What is the position? When we come into the post-war world with numerous commitments, and not subject, as we were after the last war, to that ten-years' rule of no major war, we shall go into that period with practically no Regular Army. I ask my hon. and gallant Friends opposite, and I ask the Tory Party, who, as the Prime Minister once said, are supposed to be the protectors of our Constitution, what they think of that statement. Will they not urge on the Minister of Defence—because it is on a higher level than that of the Secretary of State for War—the necessity of getting down now to the recruitment of our post-war defence Forces on which we shall depend? As I said yesterday, conscription is not the answer to this question.
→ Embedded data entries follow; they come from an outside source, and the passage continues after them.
impl AssetRepository {
    pub async fn create_with_executor<'e, E>(executor: E, data: &AssetData) -> Result<i64, sqlx::Error>
    where
        E: Executor<'e, Database = Sqlite>,
    {
        sqlx::query_scalar(
            r#"
            INSERT INTO assets (
                asset_group_id, type_id, status_id, invoice_id, code, register_number,
                description, supplier, assurance_date, observations, pattern, brand,
                operational_system, serial_number, imei, acquisition_date, value,
                depreciation, ms_office, line_number, operator, model, accessories,
                configuration, quantity, unit, active, by_agile
            )
            VALUES ($1, $2, $3, $4, $5, $6, $7, $8, $9, $10, $11, $12, $13, $14, $15,
                    $16, $17, $18, $19, $20, $21, $22, $23, $24, $25, $26, $27, $28)
            RETURNING id
            "#,
        )
        .bind(data.asset_group_id)
        .bind(data.type_id)
        .bind(data.status_id)
        .bind(data.invoice_id)
        .bind(&data.code)
        .bind(&data.register_number)
        .bind(&data.description)
        .bind(&data.supplier)
        .bind(data.assurance_date)
        .bind(&data.observations)
        .bind(&data.pattern)
        .bind(&data.brand)
        .bind(&data.operational_system)
        .bind(&data.serial_number)
        .bind(&data.imei)
        .bind(data.acquisition_date)
        .bind(data.value)
        .bind(data.depreciation)
        .bind(data.ms_office)
        .bind(&data.line_number)
        .bind(&data.operator)
        .bind(&data.model)
        .bind(&data.accessories)
        .bind(&data.configuration)
        .bind(data.quantity)
        .bind(&data.unit)
        .bind(data.active)
        .bind(data.by_agile)
        .fetch_one(executor)
        .await
    }

    pub async fn update_with_executor<'e, E>(
        executor: E,
        id: i64,
        data: &AssetData,
    ) -> Result<(), sqlx::Error>
    where
        E: Executor<'e, Database = Sqlite>,
    {
        sqlx::query(
            r#"
            UPDATE assets SET
                asset_group_id = $1, type_id = $2, status_id = $3, invoice_id = $4,
                code = $5, register_number = $6, description = $7, supplier = $8,
                assurance_date = $9, observations = $10, pattern = $11, brand = $12,
                operational_system = $13, serial_number = $14, imei = $15,
                acquisition_date = $16, value = $17, depreciation = $18, ms_office = $19,
                line_number = $20, operator = $21, model = $22, accessories = $23,
                configuration = $24, quantity = $25, unit = $26, active = $27,
                by_agile = $28, updated_at = $29
            WHERE id = $30
            "#,
        )
        .bind(data.asset_group_id)
        .bind(data.type_id)
        .bind(data.status_id)
        .bind(data.invoice_id)
        .bind(&data.code)
        .bind(&data.register_number)
        .bind(&data.description)
        .bind(&data.supplier)
        .bind(data.assurance_date)
        .bind(&data.observations)
        .bind(&data.pattern)
        .bind(&data.brand)
        .bind(&data.operational_system)
        .bind(&data.serial_number)
        .bind(&data.imei)
        .bind(data.acquisition_date)
        .bind(data.value)
        .bind(data.depreciation)
        .bind(data.ms_office)
        .bind(&data.line_number)
        .bind(&data.operator)
        .bind(&data.model)
        .bind(&data.accessories)
        .bind(&data.configuration)
        .bind(data.quantity)
        .bind(&data.unit)
        .bind(data.active)
        .bind(data.by_agile)
        .bind(Utc::now())
        .bind(id)
        .execute(executor)
        .await?;
        Ok(())
    }

    pub async fn get_by_id(pool: &SqlitePool, id: i64) -> Result<Option<Asset>, sqlx::Error> {
        let query = format!("{} WHERE a.id = $1", SELECT_ASSET);
        let row = sqlx::query_as::<_, AssetRow>(&query)
            .bind(id)
            .fetch_optional(pool)
            .await?;

        Ok(row.map(Into::into))
    }

    pub async fn get_data<'e, E>(executor: E, id: i64) -> Result<Option<StoredAsset>, sqlx::Error>
    where
        E: Executor<'e, Database = Sqlite>,
    {
        let query = format!("{} WHERE id = $1", SELECT_ASSET_DATA);
        sqlx::query_as::<_, StoredAsset>(&query)
            .bind(id)
            .fetch_optional(executor)
            .await
    }

    pub async fn get_data_by_code<'e, E>(
        executor: E,
        code: &str,
    ) -> Result<Option<StoredAsset>, sqlx::Error>
    where
        E: Executor<'e, Database = Sqlite>,
    {
        let query = format!("{} WHERE code = $1", SELECT_ASSET_DATA);
        sqlx::query_as::<_, StoredAsset>(&query)
            .bind(code)
            .fetch_optional(executor)
            .await
    }

    pub async fn get_short(pool: &SqlitePool, id: i64) -> Result<Option<AssetShort>, sqlx::Error> {
        sqlx::query_as::<_, AssetShort>(
            "SELECT id, code, register_number, description FROM assets WHERE id = $1",
        )
        .bind(id)
        .fetch_optional(pool)
        .await
    }

    /// Whether `column` already holds `value` on an asset other than `except`
    async fn taken(
        pool: &SqlitePool,
        column: &str,
        value: &str,
        except: Option<i64>,
    ) -> Result<bool, sqlx::Error> {
        let query = format!(
            "SELECT COUNT(*) FROM assets WHERE {} = $1 AND ($2 IS NULL OR id != $2)",
            column
        );
        let count: i64 = sqlx::query_scalar(&query)
            .bind(value)
            .bind(except)
            .fetch_one(pool)
            .await?;
        Ok(count > 0)
    }

    pub async fn code_taken(
        pool: &SqlitePool,
        code: &str,
        except: Option<i64>,
    ) -> Result<bool, sqlx::Error> {
        Self::taken(pool, "code", code, except).await
    }

    pub async fn register_number_taken(
        pool: &SqlitePool,
        register_number: &str,
        except: Option<i64>,
    ) -> Result<bool, sqlx::Error> {
        Self::taken(pool, "register_number", register_number, except).await
    }

    pub async fn imei_taken(
        pool: &SqlitePool,
        imei: &str,
        except: Option<i64>,
    ) -> Result<bool, sqlx::Error> {
        Self::taken(pool, "imei", imei, except).await
    }

    pub async fn next_id(pool: &SqlitePool) -> Result<i64, sqlx::Error> {
        let max: Option<i64> = sqlx::query_scalar("SELECT MAX(id) FROM assets")
            .fetch_one(pool)
            .await?;
        Ok(max.unwrap_or(0) + 1)
    }

    /// Move an asset to a status without touching its history
    pub async fn set_status<'e, E>(executor: E, id: i64, status_id: i64) -> Result<(), sqlx::Error>
    where
        E: Executor<'e, Database = Sqlite>,
    {
        sqlx::query("UPDATE assets SET status_id = $1, updated_at = $2 WHERE id = $3")
            .bind(status_id)
            .bind(Utc::now())
            .bind(id)
            .execute(executor)
            .await?;
        Ok(())
    }

    /// Append a status history row, dated now unless `at` is given
    pub async fn record_status<'e, E>(
        executor: E,
        asset_id: i64,
        status_id: i64,
        at: Option<DateTime<Utc>>,
    ) -> Result<(), sqlx::Error>
    where
        E: Executor<'e, Database = Sqlite>,
    {
        sqlx::query(
            "INSERT INTO asset_status_history (asset_id, status_id, created_at) VALUES ($1, $2, $3)",
        )
        .bind(asset_id)
        .bind(status_id)
        .bind(at.unwrap_or_else(Utc::now))
        .execute(executor)
        .await?;
        Ok(())
    }

    pub async fn status_history(
        pool: &SqlitePool,
        asset_id: i64,
    ) -> Result<Vec<(i64, DateTime<Utc>)>, sqlx::Error> {
        sqlx::query_as(
            "SELECT status_id, created_at FROM asset_status_history WHERE asset_id = $1 ORDER BY id",
        )
        .bind(asset_id)
        .fetch_all(pool)
        .await
    }

    pub async fn set_active(pool: &SqlitePool, id: i64, active: bool) -> Result<(), sqlx::Error> {
        sqlx::query("UPDATE assets SET active = $1, updated_at = $2 WHERE id = $3")
            .bind(active)
            .bind(Utc::now())
            .bind(id)
            .execute(pool)
            .await?;
        Ok(())
    }

    pub async fn insert_disposal<'e, E>(
        executor: E,
        asset_id: i64,
        reason: &str,
        justification: Option<&str>,
        observations: Option<&str>,
    ) -> Result<i64, sqlx::Error>
    where
        E: Executor<'e, Database = Sqlite>,
    {
        sqlx::query_scalar(
            r#"
            INSERT INTO asset_disposals (asset_id, reason, justification, observations, disposal_date)
            VALUES ($1, $2, $3, $4, $5)
            RETURNING id
            "#,
        )
        .bind(asset_id)
        .bind(reason)
        .bind(justification)
        .bind(observations)
        .bind(Utc::now())
        .fetch_one(executor)
        .await
    }

    pub async fn disposal(
        pool: &SqlitePool,
        asset_id: i64,
    ) -> Result<Option<AssetDisposal>, sqlx::Error> {
        sqlx::query_as::<_, AssetDisposal>(
            r#"
            SELECT id, asset_id, reason, justification, observations, disposal_date
            FROM asset_disposals WHERE asset_id = $1 ORDER BY id DESC LIMIT 1
            "#,
        )
        .bind(asset_id)
        .fetch_optional(pool)
        .await
    }

    pub async fn list(
        pool: &SqlitePool,
        filter: &AssetFilter,
        page: Option<PageParams>,
    ) -> Result<(Vec<Asset>, i64), sqlx::Error> {
        let binds = filter_binds(filter);
        // Unknown names match nothing
        let type_id = match filter.asset_type.as_deref() {
            Some(name) => Some(
                ReferenceRepository::find_asset_type_by_name(pool, name)
                    .await?
                    .unwrap_or(-1),
            ),
            None => None,
        };
        let status_id = match filter.status.as_deref() {
            Some(name) => Some(
                ReferenceRepository::find_catalog_by_name(pool, Catalog::AssetStatus, name)
                    .await?
                    .unwrap_or(-1),
            ),
            None => None,
        };

        let mut query = format!("{} {} ORDER BY a.id DESC", SELECT_ASSET, FILTER_ASSET);
        if page.is_some() {
            query.push_str(" LIMIT $13 OFFSET $14");
        }

        let mut select = sqlx::query_as::<_, AssetRow>(&query)
            .bind(&binds.search)
            .bind(&binds.code)
            .bind(&binds.description)
            .bind(&binds.register_number)
            .bind(&binds.supplier)
            .bind(filter.active)
            .bind(filter.by_agile)
            .bind(type_id)
            .bind(status_id)
            .bind(filter.acquisition_date_gte)
            .bind(filter.acquisition_date_lte)
            .bind(&binds.ids);
        if let Some(page) = page {
            select = select.bind(page.limit()).bind(page.offset());
        }
        let rows = select.fetch_all(pool).await?;

        let count = format!("SELECT COUNT(*) {} {}", FROM_ASSET, FILTER_ASSET);
        let total = sqlx::query_scalar(&count)
            .bind(&binds.search)
            .bind(&binds.code)
            .bind(&binds.description)
            .bind(&binds.register_number)
            .bind(&binds.supplier)
            .bind(filter.active)
            .bind(filter.by_agile)
            .bind(type_id)
            .bind(status_id)
            .bind(filter.acquisition_date_gte)
            .bind(filter.acquisition_date_lte)
            .bind(&binds.ids)
            .fetch_one(pool)
            .await?;

        Ok((rows.into_iter().map(Into::into).collect(), total))
    }

    /// Available assets that still have an open lending, with the
    /// creation time of their latest such lending
    pub async fn lent_but_available(
        pool: &SqlitePool,
    ) -> Result<Vec<(i64, DateTime<Utc>)>, sqlx::Error> {
        sqlx::query_as(
            r#"
            SELECT a.id, MAX(l.created_at)
            FROM assets a
            JOIN lendings l ON l.asset_id = a.id
            WHERE a.status_id = 1 AND l.deleted = 0 AND l.status_id IN (1, 2)
            GROUP BY a.id
            ORDER BY a.id
            "#,
        )
        .fetch_all(pool)
        .await
    }
}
If I may reply by the leave of the House, may I say, although it is outside the scope of the question raised, that if I gave the impression that this and similar and more important questions of conditions of service are being shoved off till the end of the war, I gave a misleading impression? A great deal of work has been and is being done to formulate proposals for the pay system and other conditions, and that work will go on continuously. All I say is that I do not think that these things will be finally settled except in relation to the recruitment of the post-war Army.